Saved data entries:
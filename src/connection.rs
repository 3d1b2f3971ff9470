//! The binding between the engine and one transport connection.

use std::fmt;
use std::io;
use std::sync::atomic::{AtomicBool, Ordering};
use std::sync::Arc;

use futures_lite::io::{AsyncRead as Read, AsyncWrite as Write, AsyncWriteExt};
use log::trace;

use crate::message::WireMessage;
use crate::pipeline::Pipeline;

/// One byte-oriented transport connection.
///
/// A `Connection` owns the outbound half of the transport and the
/// [`Pipeline`] every outbound message passes through. Writes are
/// asynchronous; the future returned by [`write`](Connection::write)
/// resolves only once the message has been flushed, which is what callers
/// use as the write-completion signal for backpressure.
pub struct Connection<RW> {
    io: RW,
    pipeline: Pipeline,
    active: Arc<AtomicBool>,
    auto_read: Arc<AtomicBool>,
}

impl<RW> Connection<RW>
where
    RW: Read + Write + Clone + Send + Sync + Unpin + 'static,
{
    /// Bind a new connection to a transport.
    pub fn new(io: RW) -> Self {
        Connection {
            io,
            pipeline: Pipeline::new(),
            active: Arc::new(AtomicBool::new(true)),
            auto_read: Arc::new(AtomicBool::new(false)),
        }
    }

    /// The connection's processing pipeline.
    pub fn pipeline(&self) -> &Pipeline {
        &self.pipeline
    }

    /// Mutable access to the processing pipeline.
    pub fn pipeline_mut(&mut self) -> &mut Pipeline {
        &mut self.pipeline
    }

    /// Returns `true` while the transport is usable for writes.
    pub fn is_active(&self) -> bool {
        self.active.load(Ordering::SeqCst)
    }

    /// Whether the transport should keep reading regardless of demand from
    /// the current exchange.
    pub fn auto_read(&self) -> bool {
        self.auto_read.load(Ordering::SeqCst)
    }

    /// Toggle auto-read.
    pub fn set_auto_read(&self, enabled: bool) {
        self.auto_read.store(enabled, Ordering::SeqCst);
    }

    pub(crate) fn auto_read_handle(&self) -> Arc<AtomicBool> {
        self.auto_read.clone()
    }

    /// Run a message through the pipeline and write it to the transport.
    ///
    /// Resolves once every resulting byte has been flushed. A failed write
    /// marks the connection inactive; further writes fail immediately.
    pub async fn write(&mut self, msg: WireMessage) -> io::Result<()> {
        if !self.is_active() {
            return Err(io::Error::new(
                io::ErrorKind::NotConnected,
                "connection is closed",
            ));
        }
        let result = self.write_inner(msg).await;
        if result.is_err() {
            self.active.store(false, Ordering::SeqCst);
        }
        result
    }

    async fn write_inner(&mut self, msg: WireMessage) -> io::Result<()> {
        let messages = self.pipeline.run(msg)?;
        for msg in messages {
            match msg {
                WireMessage::Bytes(data) => {
                    self.io.write_all(&data).await?;
                }
                WireMessage::File(mut region) => {
                    if !region.armed {
                        return Err(io::Error::new(
                            io::ErrorKind::InvalidInput,
                            "no chunked-writer stage in pipeline",
                        ));
                    }
                    // one flush per extracted chunk; the next pull waits for
                    // the previous write to complete
                    while let Some(chunk) = region.input.read_chunk()? {
                        self.io.write_all(&chunk).await?;
                        self.io.flush().await?;
                    }
                }
            }
        }
        self.io.flush().await
    }

    /// Close the transport. The connection becomes inactive.
    pub async fn close(&mut self) -> io::Result<()> {
        if self.active.swap(false, Ordering::SeqCst) {
            trace!("closing connection");
        }
        self.io.close().await
    }
}

impl<RW> fmt::Debug for Connection<RW> {
    fn fmt(&self, f: &mut fmt::Formatter<'_>) -> fmt::Result {
        f.debug_struct("Connection")
            .field("active", &self.active.load(Ordering::SeqCst))
            .field("auto_read", &self.auto_read.load(Ordering::SeqCst))
            .field("pipeline", &self.pipeline)
            .finish()
    }
}
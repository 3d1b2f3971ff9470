//! Websocket upgrade handoff.
//!
//! An upgrade consumes the HTTP exchange irrevocably: once the `101
//! Switching Protocols` head is on the wire the connection speaks a duplex
//! framed protocol and no further plain-HTTP writes are possible. The
//! framing of individual websocket messages is left to the handler; the
//! engine hands it the raw duplex byte streams.

use std::fmt;
use std::future::Future;
use std::io;
use std::pin::Pin;
use std::task::{Context, Poll};

use futures_lite::io::{AsyncRead as Read, AsyncWrite as Write};
use http_types::headers::HeaderValues;
use log::{debug, trace};
use sha1::{Digest, Sha1};

use crate::{Error, Exception};

/// Fixed GUID appended to the client key, per RFC 6455.
const WS_GUID: &str = "258EAFA5-E914-47DA-95CA-C5AB0DC85B11";

/// The boxed handler invoked once the handshake has been confirmed.
pub(crate) type WebsocketHandlerFn = Box<
    dyn FnOnce(
            WebsocketInbound,
            WebsocketOutbound,
        ) -> Pin<Box<dyn Future<Output = Result<(), Exception>> + Send>>
        + Send,
>;

/// A pending websocket upgrade, produced by [`Outbound::websocket`].
///
/// [`Outbound::websocket`]: crate::server::Outbound::websocket
pub struct WsUpgrade {
    pub(crate) protocols: Option<String>,
    pub(crate) handler: WebsocketHandlerFn,
}

impl WsUpgrade {
    pub(crate) fn new<F, Fut>(protocols: Option<&str>, handler: F) -> Self
    where
        F: FnOnce(WebsocketInbound, WebsocketOutbound) -> Fut + Send + 'static,
        Fut: Future<Output = Result<(), Exception>> + Send + 'static,
    {
        WsUpgrade {
            protocols: protocols.map(String::from),
            handler: Box::new(move |inbound, outbound| Box::pin(handler(inbound, outbound))),
        }
    }
}

impl fmt::Debug for WsUpgrade {
    fn fmt(&self, f: &mut fmt::Formatter<'_>) -> fmt::Result {
        f.debug_struct("WsUpgrade")
            .field("protocols", &self.protocols)
            .finish()
    }
}

/// The exchange that supersedes the HTTP exchange after an upgrade.
///
/// Owns the single-fire handshake result and the negotiated sub-protocol.
#[derive(Debug)]
pub struct WebsocketExchange {
    subprotocol: Option<String>,
    result: async_channel::Receiver<bool>,
}

/// The sending half of the handshake result. Fires exactly once.
#[derive(Debug)]
pub(crate) struct HandshakeSignal {
    tx: async_channel::Sender<bool>,
}

impl HandshakeSignal {
    pub(crate) fn confirm(self) {
        let _ = self.tx.try_send(true);
    }

    pub(crate) fn fail(self) {
        let _ = self.tx.try_send(false);
    }
}

impl WebsocketExchange {
    pub(crate) fn new(subprotocol: Option<String>) -> (Self, HandshakeSignal) {
        let (tx, rx) = async_channel::bounded(1);
        (
            WebsocketExchange {
                subprotocol,
                result: rx,
            },
            HandshakeSignal { tx },
        )
    }

    /// The sub-protocol negotiated during the handshake, if any.
    pub fn subprotocol(&self) -> Option<&str> {
        self.subprotocol.as_deref()
    }

    /// Wait for the handshake result signal to fire.
    pub(crate) async fn handshake(&self) -> crate::Result<()> {
        match self.result.recv().await {
            Ok(true) => Ok(()),
            _ => Err(Error::Upgrade("failed to upgrade to websocket")),
        }
    }

    /// The handler finished cleanly.
    pub(crate) fn complete(&self) {
        trace!("websocket exchange completed");
    }

    /// The handler failed; the error travels back to the upgrade caller.
    pub(crate) fn on_handler_error(&self, err: &Exception) {
        debug!("websocket handler failed: {}", err);
    }
}

/// The inbound frame stream of an upgraded connection.
pub struct WebsocketInbound {
    reader: Box<dyn Read + Send + Unpin>,
    subprotocol: Option<String>,
}

impl WebsocketInbound {
    pub(crate) fn new(reader: Box<dyn Read + Send + Unpin>, subprotocol: Option<String>) -> Self {
        WebsocketInbound {
            reader,
            subprotocol,
        }
    }

    /// The sub-protocol negotiated during the handshake, if any.
    pub fn subprotocol(&self) -> Option<&str> {
        self.subprotocol.as_deref()
    }
}

impl Read for WebsocketInbound {
    fn poll_read(
        self: Pin<&mut Self>,
        cx: &mut Context<'_>,
        buf: &mut [u8],
    ) -> Poll<io::Result<usize>> {
        Pin::new(&mut self.get_mut().reader).poll_read(cx, buf)
    }
}

impl fmt::Debug for WebsocketInbound {
    fn fmt(&self, f: &mut fmt::Formatter<'_>) -> fmt::Result {
        f.debug_struct("WebsocketInbound")
            .field("subprotocol", &self.subprotocol)
            .finish()
    }
}

/// The outbound frame stream of an upgraded connection.
pub struct WebsocketOutbound {
    writer: Box<dyn Write + Send + Unpin>,
    subprotocol: Option<String>,
}

impl WebsocketOutbound {
    pub(crate) fn new(writer: Box<dyn Write + Send + Unpin>, subprotocol: Option<String>) -> Self {
        WebsocketOutbound {
            writer,
            subprotocol,
        }
    }

    /// The sub-protocol negotiated during the handshake, if any.
    pub fn subprotocol(&self) -> Option<&str> {
        self.subprotocol.as_deref()
    }
}

impl Write for WebsocketOutbound {
    fn poll_write(
        self: Pin<&mut Self>,
        cx: &mut Context<'_>,
        buf: &[u8],
    ) -> Poll<io::Result<usize>> {
        Pin::new(&mut self.get_mut().writer).poll_write(cx, buf)
    }

    fn poll_flush(self: Pin<&mut Self>, cx: &mut Context<'_>) -> Poll<io::Result<()>> {
        Pin::new(&mut self.get_mut().writer).poll_flush(cx)
    }

    fn poll_close(self: Pin<&mut Self>, cx: &mut Context<'_>) -> Poll<io::Result<()>> {
        Pin::new(&mut self.get_mut().writer).poll_close(cx)
    }
}

impl fmt::Debug for WebsocketOutbound {
    fn fmt(&self, f: &mut fmt::Formatter<'_>) -> fmt::Result {
        f.debug_struct("WebsocketOutbound")
            .field("subprotocol", &self.subprotocol)
            .finish()
    }
}

/// Derive the `Sec-WebSocket-Accept` value for a client key.
pub(crate) fn accept_key(key: &[u8]) -> String {
    let mut hasher = Sha1::new();
    hasher.update(key);
    hasher.update(WS_GUID.as_bytes());
    base64::encode(hasher.finalize())
}

/// Pick the first sub-protocol both sides support.
pub(crate) fn negotiate_subprotocol(
    offered: Option<&str>,
    requested: Option<&HeaderValues>,
) -> Option<String> {
    let offered = offered?;
    let requested = requested?;
    for offer in offered.split(',').map(str::trim) {
        for value in requested.iter() {
            if value
                .as_str()
                .split(',')
                .map(str::trim)
                .any(|p| p.eq_ignore_ascii_case(offer))
            {
                return Some(offer.to_owned());
            }
        }
    }
    None
}

/// Serialize the `101 Switching Protocols` head.
pub(crate) fn switching_protocols_head(accept: &str, subprotocol: Option<&str>) -> Vec<u8> {
    let mut head = format!(
        "HTTP/1.1 101 Switching Protocols\r\nupgrade: websocket\r\nconnection: Upgrade\r\nsec-websocket-accept: {}\r\n",
        accept
    );
    if let Some(protocol) = subprotocol {
        head.push_str(&format!("sec-websocket-protocol: {}\r\n", protocol));
    }
    head.push_str("\r\n");
    head.into_bytes()
}

#[cfg(test)]
mod tests {
    use super::*;

    #[test]
    fn accept_key_matches_the_rfc_sample() {
        assert_eq!(
            accept_key(b"dGhlIHNhbXBsZSBub25jZQ=="),
            "s3pPLMBiTxaQ9kYGzzhZRbK+xOo="
        );
    }

    #[test]
    fn subprotocol_negotiation_picks_the_first_shared_one() {
        let url = http_types::Url::parse("http://example.com/").unwrap();
        let mut req = http_types::Request::new(http_types::Method::Get, url);
        req.insert_header("sec-websocket-protocol", "chat, superchat");
        let requested = req.header("sec-websocket-protocol");

        assert_eq!(
            negotiate_subprotocol(Some("superchat, chat"), requested),
            Some("superchat".to_owned())
        );
        assert_eq!(negotiate_subprotocol(Some("other"), requested), None);
        assert_eq!(negotiate_subprotocol(None, requested), None);
    }

    #[test]
    fn switching_protocols_head_includes_the_negotiated_protocol() {
        let head = switching_protocols_head("abc=", Some("chat"));
        let text = String::from_utf8(head).unwrap();
        assert!(text.starts_with("HTTP/1.1 101 Switching Protocols\r\n"));
        assert!(text.contains("sec-websocket-accept: abc=\r\n"));
        assert!(text.contains("sec-websocket-protocol: chat\r\n"));
        assert!(text.ends_with("\r\n\r\n"));
    }
}
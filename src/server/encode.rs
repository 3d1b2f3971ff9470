//! Encode HTTP responses on the server.

use std::io::Write as _;

use http_types::headers::{CONTENT_LENGTH, TRANSFER_ENCODING};
use http_types::Response;

/// The terminal marker of a chunked body.
pub(crate) const LAST_CHUNK: &[u8] = b"0\r\n\r\n";

/// Serialize the status line and headers of a response.
///
/// `Content-Length` is skipped whenever the response is framed with
/// `Transfer-Encoding: chunked`; exactly one of the two framing headers ends
/// up on the wire.
pub(crate) fn head(res: &Response) -> Vec<u8> {
    let mut buf = Vec::with_capacity(128);
    let status = res.status();
    let reason = status.canonical_reason();
    // serializing into a Vec never fails
    let _ = write!(buf, "HTTP/1.1 {} {}\r\n", status, reason);

    let chunked = is_chunked(res);
    for (name, values) in res.iter() {
        if chunked && name == &CONTENT_LENGTH {
            continue;
        }
        for value in values.iter() {
            let _ = write!(buf, "{}: {}\r\n", name, value);
        }
    }

    let _ = write!(buf, "\r\n");
    buf
}

/// Whether the response asks for chunked transfer framing.
pub(crate) fn is_chunked(res: &Response) -> bool {
    res.header(TRANSFER_ENCODING)
        .map(|te| {
            te.iter()
                .any(|value| value.as_str().eq_ignore_ascii_case("chunked"))
        })
        .unwrap_or(false)
}

/// Frame one chunk of body data.
pub(crate) fn chunk(data: &[u8]) -> Vec<u8> {
    let mut buf = Vec::with_capacity(data.len() + 8);
    let _ = write!(buf, "{:X}\r\n", data.len());
    buf.extend_from_slice(data);
    buf.extend_from_slice(b"\r\n");
    buf
}

/// The full response written when outbound processing fails before any
/// headers went out.
pub(crate) fn error_head() -> Vec<u8> {
    b"HTTP/1.1 500 Internal Server Error\r\ncontent-length: 0\r\nconnection: close\r\n\r\n"
        .to_vec()
}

## HOW TO COMPLETE THIS TASK
Pull out the lines above in which the word "framing" appears.

## RESPONSE TO THE TASK
//! framing of individual websocket messages is left to the handler; the
/// `Transfer-Encoding: chunked`; exactly one of the two framing headers ends
/// Whether the response asks for chunked transfer framing.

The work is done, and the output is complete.